[Stored data entries]
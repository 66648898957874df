//! Configuration for the autoclose worker

use core_config::{FromEnv, env_or_default, limits::LimitsConfig};
use database::postgres::PostgresConfig;
use eyre::Result;

/// Default sweep interval when a fresh job is registered (15 minutes)
const DEFAULT_INTERVAL_SECS: u64 = 900;

#[derive(Debug, Clone)]
pub struct Config {
    pub database: PostgresConfig,
    pub limits: LimitsConfig,
    /// Interval used when the job has no persisted entry yet
    pub autoclose_interval_secs: u64,
}

impl Config {
    /// Load configuration from environment variables
    pub fn from_env() -> Result<Self> {
        let database = PostgresConfig::from_env()?;
        let limits = LimitsConfig::from_env()?;

        let autoclose_interval_secs = env_or_default(
            "AUTOCLOSE_INTERVAL_SECS",
            &DEFAULT_INTERVAL_SECS.to_string(),
        )
        .parse()
        .map_err(|e| eyre::eyre!("Failed to parse AUTOCLOSE_INTERVAL_SECS: {}", e))?;

        Ok(Self {
            database,
            limits,
            autoclose_interval_secs,
        })
    }
}

#[cfg(test)]
mod tests {
    use super::*;

    #[test]
    fn test_interval_defaults_to_fifteen_minutes() {
        temp_env::with_vars(
            [
                ("DATABASE_URL", Some("postgresql://localhost/testdb")),
                ("AUTOCLOSE_INTERVAL_SECS", None::<&str>),
            ],
            || {
                let config = Config::from_env().unwrap();
                assert_eq!(config.autoclose_interval_secs, 900);
            },
        );
    }

    #[test]
    fn test_interval_override() {
        temp_env::with_vars(
            [
                ("DATABASE_URL", Some("postgresql://localhost/testdb")),
                ("AUTOCLOSE_INTERVAL_SECS", Some("60")),
            ],
            || {
                let config = Config::from_env().unwrap();
                assert_eq!(config.autoclose_interval_secs, 60);
            },
        );
    }

    #[test]
    fn test_invalid_interval_fails() {
        temp_env::with_vars(
            [
                ("DATABASE_URL", Some("postgresql://localhost/testdb")),
                ("AUTOCLOSE_INTERVAL_SECS", Some("soon")),
            ],
            || {
                assert!(Config::from_env().is_err());
            },
        );
    }
}
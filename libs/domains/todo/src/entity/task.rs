use crate::models::TaskStatus;
use sea_orm::ActiveValue::Set;
use sea_orm::entity::prelude::*;
use serde::{Deserialize, Serialize};

/// SeaORM Entity for the tasks table
#[derive(Clone, Debug, PartialEq, DeriveEntityModel, Serialize, Deserialize)]
#[sea_orm(table_name = "tasks")]
pub struct Model {
    #[sea_orm(primary_key, auto_increment = false)]
    pub id: Uuid,
    pub title: String,
    pub description: Option<String>,
    pub status: TaskStatus,
    pub deadline: Option<Date>,
    pub created_at: DateTimeWithTimeZone,
    pub closed_at: Option<DateTimeWithTimeZone>,
    pub project_id: Uuid,
}

#[derive(Copy, Clone, Debug, EnumIter, DeriveRelation)]
pub enum Relation {
    #[sea_orm(
        belongs_to = "super::project::Entity",
        from = "Column::ProjectId",
        to = "super::project::Column::Id"
    )]
    Project,
}

impl Related<super::project::Entity> for Entity {
    fn to() -> RelationDef {
        Relation::Project.def()
    }
}

impl ActiveModelBehavior for ActiveModel {}

// Conversion from SeaORM Model to domain Task
impl From<Model> for crate::models::Task {
    fn from(model: Model) -> Self {
        Self {
            id: model.id,
            title: model.title,
            description: model.description,
            status: model.status,
            deadline: model.deadline,
            created_at: model.created_at.into(),
            closed_at: model.closed_at.map(Into::into),
            project_id: model.project_id,
        }
    }
}

// Conversion from validated NewTask to SeaORM ActiveModel
//
// closed_at starts unset regardless of the initial status; only status
// transitions write it.
impl From<crate::models::NewTask> for ActiveModel {
    fn from(input: crate::models::NewTask) -> Self {
        ActiveModel {
            id: Set(Uuid::now_v7()),
            title: Set(input.title),
            description: Set(input.description),
            status: Set(input.status),
            deadline: Set(input.deadline),
            created_at: Set(chrono::Utc::now().into()),
            closed_at: Set(None),
            project_id: Set(input.project_id),
        }
    }
}

// Conversion from domain Task back to a fully-set ActiveModel (updates)
impl From<crate::models::Task> for ActiveModel {
    fn from(task: crate::models::Task) -> Self {
        ActiveModel {
            id: Set(task.id),
            title: Set(task.title),
            description: Set(task.description),
            status: Set(task.status),
            deadline: Set(task.deadline),
            created_at: Set(task.created_at.into()),
            closed_at: Set(task.closed_at.map(Into::into)),
            project_id: Set(task.project_id),
        }
    }
}
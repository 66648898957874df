use std::sync::Arc;
use std::sync::atomic::{AtomicBool, Ordering};
use tokio::signal;
use tokio::sync::broadcast;
use tracing::info;

/// Shutdown coordinator that manages graceful application shutdown.
///
/// This handles:
/// - Signal reception (SIGTERM, SIGINT)
/// - Broadcasting shutdown to all subsystems
/// - Shutdown state tracking
#[derive(Clone)]
pub struct ShutdownCoordinator {
    /// Broadcast channel to notify all tasks of shutdown
    tx: broadcast::Sender<()>,
    /// Flag indicating if shutdown has been initiated
    shutdown_initiated: Arc<AtomicBool>,
}

impl ShutdownCoordinator {
    /// Create a new shutdown coordinator.
    ///
    /// Returns the coordinator and a receiver for shutdown signals.
    pub fn new() -> (Self, broadcast::Receiver<()>) {
        let (tx, rx) = broadcast::channel(1);
        let coordinator = Self {
            tx,
            shutdown_initiated: Arc::new(AtomicBool::new(false)),
        };
        (coordinator, rx)
    }

    /// Subscribe to shutdown notifications.
    ///
    /// Returns a receiver that will be notified when shutdown begins.
    pub fn subscribe(&self) -> broadcast::Receiver<()> {
        self.tx.subscribe()
    }

    /// Check if shutdown has been initiated.
    pub fn is_shutting_down(&self) -> bool {
        self.shutdown_initiated.load(Ordering::Relaxed)
    }

    /// Initiate shutdown and notify all subscribers.
    pub fn shutdown(&self) {
        if self
            .shutdown_initiated
            .compare_exchange(false, true, Ordering::SeqCst, Ordering::SeqCst)
            .is_ok()
        {
            info!("Initiating graceful shutdown");
            let _ = self.tx.send(());
        }
    }

    /// Wait for shutdown signal (SIGTERM or SIGINT) and return.
    ///
    /// This is the main entry point for shutdown coordination.
    pub async fn wait_for_signal(&self) {
        shutdown_signal().await;
        self.shutdown();
    }
}

impl Default for ShutdownCoordinator {
    fn default() -> Self {
        Self::new().0
    }
}

/// Wait for SIGINT (Ctrl+C) or SIGTERM.
///
/// This function can be used with `axum::serve().with_graceful_shutdown()`
/// or by long-running workers that need to stop on signal.
pub async fn shutdown_signal() {
    let ctrl_c = async {
        signal::ctrl_c()
            .await
            .expect("failed to install Ctrl+C handler");
    };

    #[cfg(unix)]
    let terminate = async {
        signal::unix::signal(signal::unix::SignalKind::terminate())
            .expect("failed to install SIGTERM handler")
            .recv()
            .await;
    };

    #[cfg(not(unix))]
    let terminate = std::future::pending::<()>();

    tokio::select! {
        _ = ctrl_c => {
            info!("Received SIGINT (Ctrl+C), shutting down gracefully");
        },
        _ = terminate => {
            info!("Received SIGTERM, shutting down gracefully");
        },
    }
}

/// Helper to create a coordinated shutdown future for axum.
///
/// Returns a future that completes when shutdown is signaled,
/// allowing time for in-flight requests to complete.
///
/// This is used internally by `create_production_app`.
pub(crate) async fn coordinated_shutdown(coordinator: ShutdownCoordinator) {
    coordinator.wait_for_signal().await;
}
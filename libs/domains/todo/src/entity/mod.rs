//! SeaORM entities backing the PostgreSQL repositories.

pub mod project;
pub mod task;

_WORK TO COMPLETE_. In the entries above, find lines with "NewTask" and copy each.

_SOLUTION TO THE PROBLEM_.
// Conversion from validated NewTask to SeaORM ActiveModel
impl From<crate::models::NewTask> for ActiveModel {
    fn from(input: crate::models::NewTask) -> Self {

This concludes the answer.